Metal hydride reactor with triply periodic minimal surface structure for hydrogen storage solution

Abstract

Metal hydride (MH) shows high effectiveness in storing hydrogen due to its relatively low temperature, low- pressure, and high volumetric hydrogen density. However, it also has been reported that its gravimetric density is low due to the weight of the MH itself. It has been shown that the MH reactor is not suitable for mobile application unless its reactor also acts as a body frame compensating its weight. Triply periodic minimal surface (TPMS) structures show a great potential as heat-exchanger (HE) with its extended surface properties per volume and reinforced structure nature that is designed to bear mechanical load. These properties have a promising application as hydrogen carrier solution especially in MH hydrogen storage.
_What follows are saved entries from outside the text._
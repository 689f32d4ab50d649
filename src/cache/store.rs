//! Bounded, TTL-aware store for SSR fragments.
//!
//! Every access (reads included, since they update recency) goes through one
//! mutex around an `lru::LruCache`. On insert at capacity the oldest expired
//! entry is evicted first; only when nothing has expired does the least
//! recently used entry go.

use std::sync::Mutex;
use std::time::{Duration, Instant};

use lru::LruCache;
use metrics::counter;
use tracing::debug;

use crate::domain::page::SsrFragment;

use super::config::SsrCacheConfig;
use super::lock::mutex_lock;

const SOURCE: &str = "cache::store";

#[derive(Debug, Clone)]
struct CacheEntry {
    value: SsrFragment,
    expires_at: Instant,
}

impl CacheEntry {
    fn is_expired(&self, now: Instant) -> bool {
        now >= self.expires_at
    }
}

#[derive(Debug)]
pub struct SsrCache {
    ttl: Duration,
    entries: Mutex<LruCache<String, CacheEntry>>,
}

impl SsrCache {
    /// Returns `None` when the configuration disables caching.
    pub fn new(config: &SsrCacheConfig) -> Option<Self> {
        if !config.is_enabled() {
            return None;
        }
        Some(Self {
            ttl: config.ttl,
            entries: Mutex::new(LruCache::new(config.max_entries_non_zero())),
        })
    }

    pub fn get(&self, key: &str) -> Option<SsrFragment> {
        self.get_at(key, Instant::now())
    }

    pub fn set(&self, key: &str, value: &SsrFragment) {
        self.set_at(key, value, Instant::now());
    }

    pub fn len(&self) -> usize {
        mutex_lock(&self.entries, SOURCE, "len").len()
    }

    pub fn is_empty(&self) -> bool {
        self.len() == 0
    }

    pub fn capacity(&self) -> usize {
        mutex_lock(&self.entries, SOURCE, "capacity").cap().get()
    }

    pub(crate) fn get_at(&self, key: &str, now: Instant) -> Option<SsrFragment> {
        let mut entries = mutex_lock(&self.entries, SOURCE, "get");
        let expired = match entries.peek(key) {
            None => {
                counter!("inertia_ssr_cache_miss_total").increment(1);
                return None;
            }
            Some(entry) => entry.is_expired(now),
        };

        if expired {
            entries.pop(key);
            counter!("inertia_ssr_cache_miss_total").increment(1);
            debug!(
                target = SOURCE,
                op = "get",
                result = "expired",
                "Purged expired SSR fragment"
            );
            return None;
        }

        counter!("inertia_ssr_cache_hit_total").increment(1);
        entries.get(key).map(|entry| entry.value.clone())
    }

    pub(crate) fn set_at(&self, key: &str, value: &SsrFragment, now: Instant) {
        let entry = CacheEntry {
            value: value.clone(),
            expires_at: now + self.ttl,
        };
        let mut entries = mutex_lock(&self.entries, SOURCE, "set");

        if entries.contains(key) {
            entries.put(key.to_string(), entry);
            return;
        }

        if entries.len() >= entries.cap().get() {
            evict_one(&mut entries, now);
        }
        entries.put(key.to_string(), entry);
    }
}

fn evict_one(entries: &mut LruCache<String, CacheEntry>, now: Instant) {
    // `iter().rev()` walks from least to most recently used.
    let expired = entries
        .iter()
        .rev()
        .find(|(_, entry)| entry.is_expired(now))
        .map(|(key, _)| key.clone());

    let reason = match expired {
        Some(key) => {
            entries.pop(&key);
            "expired"
        }
        None => {
            entries.pop_lru();
            "lru"
        }
    };

    counter!("inertia_ssr_cache_evict_total", "reason" => reason).increment(1);
    debug!(
        target = SOURCE,
        op = "evict",
        reason,
        "Evicted SSR fragment to make room"
    );
}

#[cfg(test)]
mod tests {
    use std::panic::{AssertUnwindSafe, catch_unwind};

    use super::*;

    fn fragment(body: &str) -> SsrFragment {
        SsrFragment {
            head: vec![format!("<title>{body}</title>")],
            body: body.to_string(),
        }
    }

    fn cache(ttl_secs: u64, max_entries: usize) -> SsrCache {
        SsrCache::new(&SsrCacheConfig {
            ttl: Duration::from_secs(ttl_secs),
            max_entries,
        })
        .expect("cache enabled")
    }

    #[test]
    fn disabled_when_ttl_is_zero() {
        assert!(
            SsrCache::new(&SsrCacheConfig {
                ttl: Duration::ZERO,
                max_entries: 10,
            })
            .is_none()
        );
    }

    #[test]
    fn zero_capacity_uses_fallback() {
        assert_eq!(cache(60, 0).capacity(), 256);
    }

    #[test]
    fn returns_owned_copies() {
        let store = cache(60, 4);
        store.set("k", &fragment("a"));

        let mut first = store.get("k").expect("cached fragment");
        first.body.push_str("-mutated");
        first.head.clear();

        let second = store.get("k").expect("cached fragment");
        assert_eq!(second, fragment("a"));
    }

    #[test]
    fn expired_entry_is_purged_on_read() {
        let store = cache(60, 4);
        let start = Instant::now();
        store.set_at("k", &fragment("a"), start);

        assert!(store.get_at("k", start + Duration::from_secs(30)).is_some());
        assert!(store.get_at("k", start + Duration::from_secs(61)).is_none());
        assert!(store.is_empty());
    }

    #[test]
    fn evicts_least_recently_used_when_nothing_expired() {
        let store = cache(60, 2);
        let now = Instant::now();
        store.set_at("a", &fragment("a"), now);
        store.set_at("b", &fragment("b"), now);

        // Touch "a" so "b" becomes the LRU entry.
        assert!(store.get_at("a", now).is_some());
        store.set_at("c", &fragment("c"), now);

        assert_eq!(store.len(), 2);
        assert!(store.get_at("a", now).is_some());
        assert!(store.get_at("b", now).is_none());
        assert!(store.get_at("c", now).is_some());
    }

    #[test]
    fn prefers_evicting_expired_entries() {
        let store = cache(60, 3);
        let start = Instant::now();
        store.set_at("old", &fragment("old"), start);
        let later = start + Duration::from_secs(50);
        store.set_at("fresh-1", &fragment("f1"), later);
        store.set_at("fresh-2", &fragment("f2"), later);

        // Make "fresh-1" the LRU entry while "old" stays more recent.
        let check = later + Duration::from_secs(5);
        store.get_at("fresh-2", check);
        let mut guard = mutex_lock(&store.entries, SOURCE, "test");
        guard.promote("old");
        drop(guard);

        let insert_at = start + Duration::from_secs(61);
        store.set_at("new", &fragment("new"), insert_at);

        assert_eq!(store.len(), 3);
        assert!(store.get_at("fresh-1", insert_at).is_some());
        assert!(store.get_at("fresh-2", insert_at).is_some());
        assert!(store.get_at("new", insert_at).is_some());
        assert!(store.get_at("old", insert_at).is_none());
    }

    #[test]
    fn updating_refreshes_value_and_ttl() {
        let store = cache(60, 2);
        let start = Instant::now();
        store.set_at("k", &fragment("v1"), start);
        store.set_at("k", &fragment("v2"), start + Duration::from_secs(40));

        let read_at = start + Duration::from_secs(90);
        assert_eq!(store.get_at("k", read_at), Some(fragment("v2")));
        assert_eq!(store.len(), 1);
    }

    #[test]
    fn update_promotes_existing_key() {
        let store = cache(60, 2);
        let now = Instant::now();
        store.set_at("a", &fragment("a"), now);
        store.set_at("b", &fragment("b"), now);
        store.set_at("a", &fragment("a2"), now);
        store.set_at("c", &fragment("c"), now);

        assert!(store.get_at("a", now).is_some());
        assert!(store.get_at("b", now).is_none());
    }

    #[test]
    fn recovers_from_poisoned_lock() {
        let store = cache(60, 2);
        let _ = catch_unwind(AssertUnwindSafe(|| {
            let _guard = store.entries.lock().expect("entries lock should be acquired");
            panic!("poison entries lock");
        }));

        store.set("k", &fragment("a"));
        assert!(store.get("k").is_some());
    }
}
Excellent arrangement has been found due to high storage density and heat transfer performance on removing the heat from MH during hydrogen absorption process and heating the MH to release the hydrogen. In this study, TPMS-HE is adopted as MH reactor and a mathematical model has been developed to analyze and improve its performance on absorption time of hydrogen. Modeling and analysis in fluid dynamics are validated with the existing reference data from experiment. Different parameters on cooling conditions are compared to natural convection. As the results, improvement on cooling condition can improve the absorption rate and time. Moreover, due to its application simplicity, a forced air convection as cooling solution seems preferable for this type of MH reactor.